Pero nos sucede en ocasiones que ante una situación dolorosa no
sabemos cómo acertar. Quizá si nos recogemos un instante en oración
y nos preguntamos qué haría el Señor en esas mismas circunstancias
tengamos abundante luz. A veces bastará hacer un rato de compañía a
esa persona que sufre, conversar con ella en tono positivo, animarla
a que ofrezca su dolor por intenciones concretas, ayudarle a rezar
alguna oración, escucharla, etcétera.
Cuando en estos días tantas personas se olvidan del sentido
cristiano de estas fiestas, nosotros pondremos la luz y la sal de
las pequeñas mortificaciones, bien seguros de que así damos una
alegría al Señor y contribuimos a acercar a Belén a otras almas.
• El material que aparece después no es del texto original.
use crate::client_log::DEFAULT_CLIENT_LOG;
use crate::registry::{EvictionPolicy, IdleTimeout, NeverEvict, SendFailureLimit};
use shared::DEFAULT_PORT;
use std::path::PathBuf;
use std::time::Duration;

/// How departed players are removed from the registry
#[derive(Debug, Clone, Copy, PartialEq, Eq, Default)]
pub enum EvictionConfig {
    #[default]
    Never,
    IdleTimeout(Duration),
    SendFailures(u32),
}

impl EvictionConfig {
    pub fn policy(self) -> Box<dyn EvictionPolicy> {
        match self {
            EvictionConfig::Never => Box::new(NeverEvict),
            EvictionConfig::IdleTimeout(timeout) => Box::new(IdleTimeout(timeout)),
            EvictionConfig::SendFailures(limit) => Box::new(SendFailureLimit(limit)),
        }
    }
}

#[derive(Debug, Clone)]
pub struct ServerConfig {
    pub host: String,
    pub port: u16,
    /// `None` disables the bookkeeping file
    pub client_log: Option<PathBuf>,
    /// Delay between waking up and draining the queue, so updates of one
    /// burst can be ordered together. Zero drains immediately.
    pub reorder_window: Duration,
    pub eviction: EvictionConfig,
    pub eviction_interval: Duration,
}

impl Default for ServerConfig {
    fn default() -> Self {
        Self {
            host: "0.0.0.0".to_string(),
            port: DEFAULT_PORT,
            client_log: Some(PathBuf::from(DEFAULT_CLIENT_LOG)),
            reorder_window: Duration::ZERO,
            eviction: EvictionConfig::Never,
            eviction_interval: Duration::from_secs(1),
        }
    }
}

impl ServerConfig {
    pub fn bind_addr(&self) -> String {
        format!("{}:{}", self.host, self.port)
    }
}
La contemplación frecuente de María junto a la Cruz de su Hijo nos
enseñará a ofrecer nuestros dolores y sufrimientos, y a tener una
gran compasión de los que sufren. Pidamos hoy que nos enseñe a
santificar el dolor, uniéndolo al de su Hijo Jesús. Pidamos a estos
Santos Inocentes que nos ayuden a amar la mortificación y el
sacrificio voluntario, a ofrecer el dolor y a compadecernos de
quienes sufren.
(1) Mt 2, 16.- (2) Rom 8, 28.- (3) F. J. SHEED, Conocer a Jesucristo,
Epalsa, Madrid 1981, 3ª ed., p. 73.- (4) Mt 5, 5.- (5) Antífona de
la comunión Apoc. 14, 4.- (6) Mt 27, 42.- (7) Cfr. Lc 24,26.- (8)
Col 1, 24.- (9) Oración colecta de la Misa .- (10) Antífona de
entrada .- (11) Cfr. Mt 25,3.- (12) Apoc 21, 3-4.- (13) Cfr. 2 Cor
4, 17.- (14) 2 Cor 1, 5.- (15) Cfr. 1 Tes 4, 8.